Poor vision said to account for most road accidents in Ghana

Accident1The Chief Executive Officer of the Transport Services Consult, Mr Justice Amegashie, said one of the major causes of road accidents in the country was poor vision of some drivers.

Mr Amegashie said this in a speech read on his behalf by Mr John Amamoo, a facilitator of the Transport Services Consult, at a seminar on “Road Safety, Fire Prevention and Fire Fighting on the Road and Customer Care” on Wednesday.

It was organised by the Upper East Regional branch of the Ghana Private Road Transport Union (GPRTU) for drivers in the region.

Mr Amegashie , who is also the former Chief Executive Officer of the Driver and Vehicle Licensing Authority (DVLA), said although there were other factors contributing to road accidents such as over speeding, overloading, drunkenness   and poor vehicular maintenance, research had revealed that poor vision of drivers accounted for most of the casualties and fatalities on the roads.

Mr Amegashie cautioned drivers never to give their licenses to people to renew on their behalf but must do that themselves at the DVLA so as to get their eyesight tested and the necessary measures taken to safeguard their lives and that of their passengers.
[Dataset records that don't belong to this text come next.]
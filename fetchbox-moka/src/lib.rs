#![warn(missing_docs)]
//! In-memory [`Backend`](fetchbox_backend::Backend) for fetchbox, built on
//! [moka](https://docs.rs/moka)'s async cache.
//!
//! Entries expire on their own once their stale window closes, and the cache
//! is bounded either by entry count or by an approximate byte budget:
//!
//! ```
//! use fetchbox_moka::MokaBackend;
//!
//! let by_count = MokaBackend::builder().max_entries(10_000).build();
//! let by_size = MokaBackend::builder().max_bytes(64 * 1024 * 1024).build();
//! ```

mod backend;
mod builder;

pub use backend::{MokaBackend, StoredEntry};
pub use builder::{ByteCapacity, EntryCapacity, MokaBackendBuilder, NoCapacity};
pub use moka::policy::EvictionPolicy;
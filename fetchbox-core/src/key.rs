//! Cache key types and construction.
//!
//! This module provides types for building and representing cache keys:
//!
//! - [`CacheKey`] - The rendered key used for deduplication and storage
//! - [`KeyPart`] - A single name/value component of a cache key
//! - [`KeyParts`] - Accumulator for key parts during extraction
//!
//! ## Format
//!
//! Keys built from parts follow this format:
//! `{prefix}:v{version}:name1=value1&name2=value2`
//!
//! - Prefix is omitted if empty
//! - Version is omitted if zero
//! - `%`, `&`, `=` and `:` inside names and values are percent-escaped, so two
//!   different part lists never render to the same key
//!
//! ```
//! use fetchbox_core::{CacheKey, KeyPart};
//!
//! let key = CacheKey::new("api", 1, vec![KeyPart::new("id", Some("42"))]);
//! assert_eq!(key.as_str(), "api:v1:id=42");
//!
//! let key = CacheKey::new("", 0, vec![
//!     KeyPart::new("method", Some("GET")),
//!     KeyPart::new("cached", None::<&str>),
//! ]);
//! assert_eq!(key.as_str(), "method=GET&cached");
//! ```
//!
//! The rendering contains no process-dependent data, so the same request maps
//! to the same key across restarts and across processes sharing a backend.

use std::fmt::{self, Write};

use serde::{Deserialize, Serialize};
use smol_str::SmolStr;

/// A cache key identifying both an in-flight call and a stored entry.
///
/// `CacheKey` wraps a [`SmolStr`], so cloning never copies the key text.
#[derive(Clone, Debug, PartialEq, Eq, Hash, PartialOrd, Ord, Serialize, Deserialize)]
#[serde(transparent)]
pub struct CacheKey(SmolStr);

impl CacheKey {
    /// Renders a key from a prefix, a version and ordered parts.
    pub fn new(prefix: impl AsRef<str>, version: u32, parts: Vec<KeyPart>) -> Self {
        let prefix = prefix.as_ref();
        let mut rendered = String::new();
        if !prefix.is_empty() {
            escape_into(&mut rendered, prefix);
            rendered.push(':');
        }
        if version > 0 {
            // Writing to a String cannot fail.
            let _ = write!(rendered, "v{version}:");
        }
        for (i, part) in parts.iter().enumerate() {
            if i > 0 {
                rendered.push('&');
            }
            escape_into(&mut rendered, part.key());
            if let Some(value) = part.value() {
                rendered.push('=');
                escape_into(&mut rendered, value);
            }
        }
        CacheKey(SmolStr::new(rendered))
    }

    /// Uses `key` verbatim.
    ///
    /// This is how caller-supplied overrides become keys; the caller is
    /// responsible for keeping distinct requests on distinct keys.
    pub fn raw(key: impl AsRef<str>) -> Self {
        CacheKey(SmolStr::new(key))
    }

    /// Returns the rendered key.
    pub fn as_str(&self) -> &str {
        &self.0
    }

    /// Returns the length of the rendered key in bytes.
    pub fn len(&self) -> usize {
        self.0.len()
    }

    /// Returns `true` for the empty key.
    pub fn is_empty(&self) -> bool {
        self.0.is_empty()
    }
}

impl fmt::Display for CacheKey {
    fn fmt(&self, f: &mut fmt::Formatter<'_>) -> fmt::Result {
        f.write_str(&self.0)
    }
}

impl AsRef<str> for CacheKey {
    fn as_ref(&self) -> &str {
        &self.0
    }
}

impl From<&str> for CacheKey {
    fn from(key: &str) -> Self {
        CacheKey::raw(key)
    }
}

impl From<String> for CacheKey {
    fn from(key: String) -> Self {
        CacheKey::raw(key)
    }
}

fn escape_into(out: &mut String, value: &str) {
    for ch in value.chars() {
        match ch {
            '%' => out.push_str("%25"),
            '&' => out.push_str("%26"),
            '=' => out.push_str("%3D"),
            ':' => out.push_str("%3A"),
            other => out.push(other),
        }
    }
}

/// A single component of a cache key.
///
/// A part has a name and an optional value. Parts without a value render as
/// the bare name.
#[derive(Clone, Debug, PartialEq, Eq, Hash, PartialOrd, Ord, Serialize, Deserialize)]
pub struct KeyPart {
    key: SmolStr,
    value: Option<SmolStr>,
}

impl KeyPart {
    /// Creates a key part.
    pub fn new<K: AsRef<str>, V: AsRef<str>>(key: K, value: Option<V>) -> Self {
        KeyPart {
            key: SmolStr::new(key),
            value: value.map(SmolStr::new),
        }
    }

    /// Returns the part name.
    pub fn key(&self) -> &str {
        &self.key
    }

    /// Returns the part value, if any.
    pub fn value(&self) -> Option<&str> {
        self.value.as_deref()
    }
}

impl fmt::Display for KeyPart {
    fn fmt(&self, f: &mut fmt::Formatter<'_>) -> fmt::Result {
        match &self.value {
            Some(value) => write!(f, "{}={}", self.key, value),
            None => f.write_str(&self.key),
        }
    }
}

/// Ordered key parts accumulated by an [`Extractor`](crate::Extractor) chain.
#[derive(Clone, Debug, Default, PartialEq, Eq)]
pub struct KeyParts {
    parts: Vec<KeyPart>,
}

impl KeyParts {
    /// Creates an empty set of parts.
    pub fn new() -> Self {
        Self::default()
    }

    /// Appends a single part.
    pub fn push(&mut self, part: KeyPart) {
        self.parts.push(part);
    }

    /// Appends several parts, keeping their order.
    pub fn append(&mut self, parts: impl IntoIterator<Item = KeyPart>) {
        self.parts.extend(parts);
    }

    /// Returns an iterator over the accumulated parts.
    pub fn iter(&self) -> impl Iterator<Item = &KeyPart> {
        self.parts.iter()
    }

    /// Renders the accumulated parts into a [`CacheKey`].
    pub fn into_cache_key(self, prefix: impl AsRef<str>, version: u32) -> CacheKey {
        CacheKey::new(prefix, version, self.parts)
    }
}

#[cfg(test)]
mod tests {
    use super::*;

    #[test]
    fn renders_prefix_and_version() {
        let parts = vec![KeyPart::new("path", Some("/users"))];
        assert_eq!(CacheKey::new("api", 2, parts.clone()).as_str(), "api:v2:path=/users");
        assert_eq!(CacheKey::new("", 2, parts.clone()).as_str(), "v2:path=/users");
        assert_eq!(CacheKey::new("api", 0, parts).as_str(), "api:path=/users");
    }

    #[test]
    fn escaping_prevents_collisions() {
        let joined = CacheKey::new("", 0, vec![KeyPart::new("a", Some("1&b=2"))]);
        let split = CacheKey::new(
            "",
            0,
            vec![KeyPart::new("a", Some("1")), KeyPart::new("b", Some("2"))],
        );
        assert_ne!(joined, split);
        assert_eq!(joined.as_str(), "a=1%26b%3D2");
    }

    #[test]
    fn raw_key_is_verbatim() {
        let key = CacheKey::raw("users:42&x=y");
        assert_eq!(key.as_str(), "users:42&x=y");
        assert_eq!(key, CacheKey::from("users:42&x=y"));
    }
}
“You must see and must be seen to avoid head-on collision, 90 per cent of the decision one takes is based on what one sees. You must go for voluntary eye testing to help you improve upon your power of observation,” he said.

He warned drivers who used the same license specimen to drive to desist from the practice since it also accounted for many accidents on the roads adding; “it is wrong for you to use a motor cycle license to drive a vehicle”.

Mr Godfred Abulbire, the Regional Chairman of the GPRTU, expressed gratitude to the Council for Technical and Vocational Education and Training (COTVET) and the Transport Services Consult for the education.

“Road casualties and fatalities have reduced drastically in the region. Defensive and vehicle maintenance culture of the drivers and customer care have all improved. Hitherto it was not so. We are very grateful to COTVET and the Transport Services Consult,” he said.

He said the union, as a result of the frequent training, had banned all vehicles that were not roadworthy and put in place measures to get new vehicles so as to help curb accidents.

He gave the assurance that the union would sustain the programme by ensuring that some key members who benefited from the training became trainers of trainees.

Ms Fati Issahaku, the COTVET Skills Development Fund Monitor, in charge of the three northern regions, said the decision to sponsor the training was based on a research conducted by the National Road Safety Commission indicating that 75 per cent of accidents were caused by commercial drivers.

This was due to road safety negligence, lack of adequate training and bad driving ethics.

Ms Issahaku entreated the drivers to put the knowledge acquired to good use and expressed the optimism that the intervention would help reduce the spate of road accidents in the country.

The training programme, which began last year, is sponsored by the Government with support from DANIDA, and is targeting 40,000 drivers nationwide with 1402 drivers from the Upper East Region.

Participants were drawn from Bolgatanga, Kassena- Nankana West and East, Bawku Municipal and its environs, Bawku West and Builsa North and South.

They were taken through topics such as Defensive Driving, Identification and Interpretation of Road Signs and Roadway Markings, Drivers’ License and Laws, and Punishment for Acquisition of Fake Licenses.